--- SOURCE DATA ---

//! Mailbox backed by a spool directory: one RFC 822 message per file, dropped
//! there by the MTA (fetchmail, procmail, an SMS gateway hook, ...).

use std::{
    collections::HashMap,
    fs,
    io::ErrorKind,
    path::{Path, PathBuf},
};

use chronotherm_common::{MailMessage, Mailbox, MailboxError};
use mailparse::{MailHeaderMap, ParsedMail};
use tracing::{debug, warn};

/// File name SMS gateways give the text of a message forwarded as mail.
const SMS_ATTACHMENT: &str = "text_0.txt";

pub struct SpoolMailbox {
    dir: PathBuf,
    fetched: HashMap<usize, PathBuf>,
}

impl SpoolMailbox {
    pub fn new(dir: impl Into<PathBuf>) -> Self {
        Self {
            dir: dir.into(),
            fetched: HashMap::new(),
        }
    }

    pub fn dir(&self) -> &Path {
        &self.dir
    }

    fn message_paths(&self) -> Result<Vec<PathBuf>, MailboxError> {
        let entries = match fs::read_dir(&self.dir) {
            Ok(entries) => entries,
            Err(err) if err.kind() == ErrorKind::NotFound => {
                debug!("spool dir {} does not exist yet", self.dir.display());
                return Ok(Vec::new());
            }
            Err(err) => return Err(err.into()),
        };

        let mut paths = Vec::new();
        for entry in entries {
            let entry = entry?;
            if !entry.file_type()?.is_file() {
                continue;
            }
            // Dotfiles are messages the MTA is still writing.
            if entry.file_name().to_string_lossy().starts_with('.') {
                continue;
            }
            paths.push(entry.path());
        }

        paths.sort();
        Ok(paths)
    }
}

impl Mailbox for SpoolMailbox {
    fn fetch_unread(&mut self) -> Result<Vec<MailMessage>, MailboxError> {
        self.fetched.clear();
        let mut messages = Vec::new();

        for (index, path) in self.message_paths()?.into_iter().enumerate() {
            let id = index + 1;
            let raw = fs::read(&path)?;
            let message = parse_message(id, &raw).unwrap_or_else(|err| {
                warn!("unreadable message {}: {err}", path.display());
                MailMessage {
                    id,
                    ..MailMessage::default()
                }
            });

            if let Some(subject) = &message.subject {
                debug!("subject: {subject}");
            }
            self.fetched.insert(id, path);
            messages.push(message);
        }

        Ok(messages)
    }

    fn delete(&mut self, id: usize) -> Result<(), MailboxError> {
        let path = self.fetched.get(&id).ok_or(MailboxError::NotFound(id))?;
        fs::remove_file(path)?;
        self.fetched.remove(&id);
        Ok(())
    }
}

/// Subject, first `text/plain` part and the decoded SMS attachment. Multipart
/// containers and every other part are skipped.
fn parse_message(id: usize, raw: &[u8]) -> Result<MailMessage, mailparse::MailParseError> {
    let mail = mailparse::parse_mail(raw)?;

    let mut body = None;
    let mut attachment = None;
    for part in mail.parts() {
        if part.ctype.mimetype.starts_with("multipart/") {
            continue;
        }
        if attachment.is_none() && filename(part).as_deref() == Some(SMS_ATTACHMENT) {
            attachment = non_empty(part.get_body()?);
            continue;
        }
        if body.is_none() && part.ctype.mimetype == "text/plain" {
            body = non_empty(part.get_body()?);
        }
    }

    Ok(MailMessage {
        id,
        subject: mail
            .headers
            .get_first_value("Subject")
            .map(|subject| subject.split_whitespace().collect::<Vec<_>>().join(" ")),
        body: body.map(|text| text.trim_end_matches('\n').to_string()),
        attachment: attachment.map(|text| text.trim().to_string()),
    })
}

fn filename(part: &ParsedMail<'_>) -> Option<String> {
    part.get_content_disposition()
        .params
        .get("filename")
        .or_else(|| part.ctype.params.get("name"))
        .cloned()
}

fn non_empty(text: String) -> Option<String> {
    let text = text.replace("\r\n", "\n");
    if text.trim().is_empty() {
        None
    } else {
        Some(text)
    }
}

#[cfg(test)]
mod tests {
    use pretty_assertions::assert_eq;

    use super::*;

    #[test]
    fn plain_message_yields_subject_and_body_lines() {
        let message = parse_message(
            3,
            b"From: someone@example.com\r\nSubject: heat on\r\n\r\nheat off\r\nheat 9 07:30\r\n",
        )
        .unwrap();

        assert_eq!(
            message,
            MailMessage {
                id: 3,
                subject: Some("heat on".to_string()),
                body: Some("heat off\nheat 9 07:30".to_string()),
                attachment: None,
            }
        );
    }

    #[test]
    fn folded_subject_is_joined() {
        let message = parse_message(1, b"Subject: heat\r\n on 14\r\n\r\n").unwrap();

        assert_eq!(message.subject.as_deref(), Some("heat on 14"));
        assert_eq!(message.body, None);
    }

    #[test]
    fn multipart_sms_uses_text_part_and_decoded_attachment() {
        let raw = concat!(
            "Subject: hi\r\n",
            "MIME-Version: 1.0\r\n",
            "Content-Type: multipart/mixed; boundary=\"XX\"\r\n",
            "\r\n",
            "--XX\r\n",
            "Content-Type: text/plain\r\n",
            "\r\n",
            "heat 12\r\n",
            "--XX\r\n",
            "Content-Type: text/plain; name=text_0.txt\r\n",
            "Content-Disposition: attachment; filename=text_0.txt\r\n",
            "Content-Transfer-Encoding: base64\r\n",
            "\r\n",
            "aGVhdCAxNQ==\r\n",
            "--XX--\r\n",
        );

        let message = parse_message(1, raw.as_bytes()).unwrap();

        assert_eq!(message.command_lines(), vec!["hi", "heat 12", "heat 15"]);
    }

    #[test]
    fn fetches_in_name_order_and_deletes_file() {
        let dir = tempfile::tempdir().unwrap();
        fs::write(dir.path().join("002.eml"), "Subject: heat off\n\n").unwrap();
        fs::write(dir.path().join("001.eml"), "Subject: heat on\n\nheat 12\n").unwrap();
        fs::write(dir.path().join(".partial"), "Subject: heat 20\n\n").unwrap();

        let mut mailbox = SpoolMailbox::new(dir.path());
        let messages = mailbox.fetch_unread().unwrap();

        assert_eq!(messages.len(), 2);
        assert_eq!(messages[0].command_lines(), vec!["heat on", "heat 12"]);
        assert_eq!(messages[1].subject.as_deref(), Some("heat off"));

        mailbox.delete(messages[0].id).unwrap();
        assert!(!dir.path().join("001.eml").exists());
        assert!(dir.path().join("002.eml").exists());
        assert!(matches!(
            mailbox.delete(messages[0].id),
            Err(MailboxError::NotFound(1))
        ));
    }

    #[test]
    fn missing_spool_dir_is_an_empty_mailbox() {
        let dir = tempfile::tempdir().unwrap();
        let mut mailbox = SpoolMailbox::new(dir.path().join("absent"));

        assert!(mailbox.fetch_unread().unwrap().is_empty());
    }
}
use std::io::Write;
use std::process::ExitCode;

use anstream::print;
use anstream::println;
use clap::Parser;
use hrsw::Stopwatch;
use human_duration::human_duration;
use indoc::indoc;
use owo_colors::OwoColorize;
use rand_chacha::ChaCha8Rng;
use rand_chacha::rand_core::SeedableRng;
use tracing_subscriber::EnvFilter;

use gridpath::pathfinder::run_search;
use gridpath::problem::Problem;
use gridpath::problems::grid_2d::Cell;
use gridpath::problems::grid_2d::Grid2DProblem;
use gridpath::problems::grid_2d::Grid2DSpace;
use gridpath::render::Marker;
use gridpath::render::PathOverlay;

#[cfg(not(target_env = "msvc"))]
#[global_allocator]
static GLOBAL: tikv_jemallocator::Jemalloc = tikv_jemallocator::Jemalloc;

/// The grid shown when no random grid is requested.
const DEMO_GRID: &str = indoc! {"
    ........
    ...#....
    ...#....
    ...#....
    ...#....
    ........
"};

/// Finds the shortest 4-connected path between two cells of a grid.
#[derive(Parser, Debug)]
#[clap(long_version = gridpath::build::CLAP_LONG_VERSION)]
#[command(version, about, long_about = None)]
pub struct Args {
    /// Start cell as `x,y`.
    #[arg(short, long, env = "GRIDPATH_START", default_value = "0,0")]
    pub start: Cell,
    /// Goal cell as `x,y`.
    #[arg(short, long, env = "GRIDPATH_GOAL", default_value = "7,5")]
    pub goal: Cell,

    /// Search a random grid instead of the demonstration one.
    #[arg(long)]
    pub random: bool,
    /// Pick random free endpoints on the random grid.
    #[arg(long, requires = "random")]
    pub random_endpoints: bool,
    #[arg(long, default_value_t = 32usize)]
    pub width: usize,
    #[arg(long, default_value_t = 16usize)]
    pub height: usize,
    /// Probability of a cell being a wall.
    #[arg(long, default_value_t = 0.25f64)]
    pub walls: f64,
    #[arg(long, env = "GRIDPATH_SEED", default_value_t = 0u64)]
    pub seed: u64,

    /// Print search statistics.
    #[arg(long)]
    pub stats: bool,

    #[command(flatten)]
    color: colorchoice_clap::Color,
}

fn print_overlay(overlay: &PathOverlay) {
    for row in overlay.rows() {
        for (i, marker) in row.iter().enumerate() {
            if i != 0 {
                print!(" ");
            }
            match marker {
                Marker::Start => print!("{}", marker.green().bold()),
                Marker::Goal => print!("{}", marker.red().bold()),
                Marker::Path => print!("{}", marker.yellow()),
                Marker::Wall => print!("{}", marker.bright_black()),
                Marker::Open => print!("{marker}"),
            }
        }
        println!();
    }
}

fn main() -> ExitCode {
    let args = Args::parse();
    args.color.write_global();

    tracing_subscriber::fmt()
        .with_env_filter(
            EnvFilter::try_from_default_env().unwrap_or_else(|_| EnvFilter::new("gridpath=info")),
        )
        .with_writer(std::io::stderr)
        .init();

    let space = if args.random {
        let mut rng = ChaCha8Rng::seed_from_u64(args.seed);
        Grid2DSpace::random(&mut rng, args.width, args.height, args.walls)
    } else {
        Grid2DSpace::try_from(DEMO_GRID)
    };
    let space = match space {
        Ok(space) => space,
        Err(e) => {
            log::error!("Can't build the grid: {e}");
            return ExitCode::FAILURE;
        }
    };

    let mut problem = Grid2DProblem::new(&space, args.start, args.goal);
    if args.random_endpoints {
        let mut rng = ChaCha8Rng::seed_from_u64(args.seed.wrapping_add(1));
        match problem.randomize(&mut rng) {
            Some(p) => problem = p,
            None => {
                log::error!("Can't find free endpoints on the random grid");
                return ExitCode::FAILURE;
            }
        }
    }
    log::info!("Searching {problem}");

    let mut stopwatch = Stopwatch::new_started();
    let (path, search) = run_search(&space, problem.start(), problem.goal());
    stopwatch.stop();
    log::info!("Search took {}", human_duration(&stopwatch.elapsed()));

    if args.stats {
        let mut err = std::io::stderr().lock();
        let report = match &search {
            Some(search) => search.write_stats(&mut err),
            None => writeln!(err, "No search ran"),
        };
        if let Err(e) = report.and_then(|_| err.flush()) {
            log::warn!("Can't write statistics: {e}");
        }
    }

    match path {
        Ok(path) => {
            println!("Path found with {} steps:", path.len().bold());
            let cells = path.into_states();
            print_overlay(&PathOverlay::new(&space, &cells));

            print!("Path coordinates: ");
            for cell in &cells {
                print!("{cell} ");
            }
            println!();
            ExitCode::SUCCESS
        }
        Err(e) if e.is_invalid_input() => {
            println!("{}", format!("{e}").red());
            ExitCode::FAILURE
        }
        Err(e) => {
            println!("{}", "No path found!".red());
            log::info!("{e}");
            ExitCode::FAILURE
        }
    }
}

---

» ABOUT THIS EXERCISE
Filter the entries down to the lines that include the string "MailboxError".

» EXPECTED ANSWER
use chronotherm_common::{MailMessage, Mailbox, MailboxError};
    fn message_paths(&self) -> Result<Vec<PathBuf>, MailboxError> {
    fn fetch_unread(&mut self) -> Result<Vec<MailMessage>, MailboxError> {
    fn delete(&mut self, id: usize) -> Result<(), MailboxError> {
        let path = self.fetched.get(&id).ok_or(MailboxError::NotFound(id))?;
            Err(MailboxError::NotFound(1))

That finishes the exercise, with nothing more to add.